§ **YOUR GOAL**
Pull each line containing "AppState" out of the data and copy it.

BEGIN DATA PROVIDED

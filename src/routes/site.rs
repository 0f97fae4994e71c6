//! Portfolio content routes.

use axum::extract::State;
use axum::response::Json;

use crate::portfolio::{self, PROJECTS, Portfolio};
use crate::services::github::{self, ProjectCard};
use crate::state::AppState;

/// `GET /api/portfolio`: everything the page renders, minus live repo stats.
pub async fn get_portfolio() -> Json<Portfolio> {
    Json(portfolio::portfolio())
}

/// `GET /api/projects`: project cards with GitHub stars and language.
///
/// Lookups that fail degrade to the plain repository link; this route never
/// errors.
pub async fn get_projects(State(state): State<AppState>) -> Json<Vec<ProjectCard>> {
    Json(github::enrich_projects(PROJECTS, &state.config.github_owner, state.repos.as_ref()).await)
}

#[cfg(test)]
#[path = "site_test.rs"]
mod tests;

END DATA PROVIDED

§ **OUTPUT OF THE EXERCISE**
use crate::state::AppState;
pub async fn get_projects(State(state): State<AppState>) -> Json<Vec<ProjectCard>> {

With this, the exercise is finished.